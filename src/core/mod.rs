//! Core engine types: card/topic/stack identifiers, difficulty, status, RNG.
//!
//! These are the fundamental building blocks shared by every other module.
//! Card content itself lives in the `catalog`; the core only knows opaque
//! identifiers.

pub mod ids;
pub mod rng;

pub use ids::{CardId, Difficulty, GameStatus, StackId, TopicId};
pub use rng::GameRng;
//! Topic data: a topic card and the member cards collected under it.

use serde::{Deserialize, Serialize};

use crate::core::{CardId, Difficulty, TopicId};

/// A registered topic.
///
/// Invariants (enforced by `TopicCatalog` at registration):
/// - `members` never contains the topic card itself
/// - every member belongs to exactly this one topic
/// - the topic name collides with no other card name in the catalog
#[derive(Clone, Debug, PartialEq, Eq, Serialize, Deserialize)]
pub struct Topic {
    /// Unique identifier for this topic.
    pub id: TopicId,

    /// The topic card (the card whose name is the topic's name).
    pub card: CardId,

    /// Which difficulty tier this topic is sampled from.
    pub tier: Difficulty,

    /// Member cards collected under this topic.
    pub members: Vec<CardId>,
}

impl Topic {
    /// Number of member cards (excluding the topic card).
    #[must_use]
    pub fn member_count(&self) -> usize {
        self.members.len()
    }

    /// Cards a completed collection holds: all members plus the topic card.
    #[must_use]
    pub fn collection_size(&self) -> usize {
        self.members.len() + 1
    }

    /// Is `card` a member of this topic?
    #[must_use]
    pub fn contains(&self, card: CardId) -> bool {
        self.members.contains(&card)
    }
}
//! Topic catalog: the content registry the engine is configured with.
//!
//! The engine ships no card data. Hosts register topics (a name plus its
//! member card names) into a `TopicCatalog` per difficulty tier at startup;
//! the rest of the engine only sees interned `CardId`/`TopicId` values.
//!
//! ## Key Types
//!
//! - `Topic`: A topic card plus its member cards
//! - `TopicCatalog`: Registration, name interning, tier sampling, and
//!   card-to-topic reverse lookup

pub mod registry;
pub mod topic;

pub use registry::TopicCatalog;
pub use topic::Topic;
★ ★ ★ ★ ★
WORK REQUEST: Give again, exactly as written, every line from the first one above through the line that has "Invariants (enforced by" in it.

RESULT BELOW:
filename src/core/mod.rs
//! Core engine types: card/topic/stack identifiers, difficulty, status, RNG.
//!
//! These are the fundamental building blocks shared by every other module.
//! Card content itself lives in the `catalog`; the core only knows opaque
//! identifiers.

pub mod ids;
pub mod rng;

pub use ids::{CardId, Difficulty, GameStatus, StackId, TopicId};
pub use rng::GameRng;
//! Topic data: a topic card and the member cards collected under it.

use serde::{Deserialize, Serialize};

use crate::core::{CardId, Difficulty, TopicId};

/// A registered topic.
///
/// Invariants (enforced by `TopicCatalog` at registration):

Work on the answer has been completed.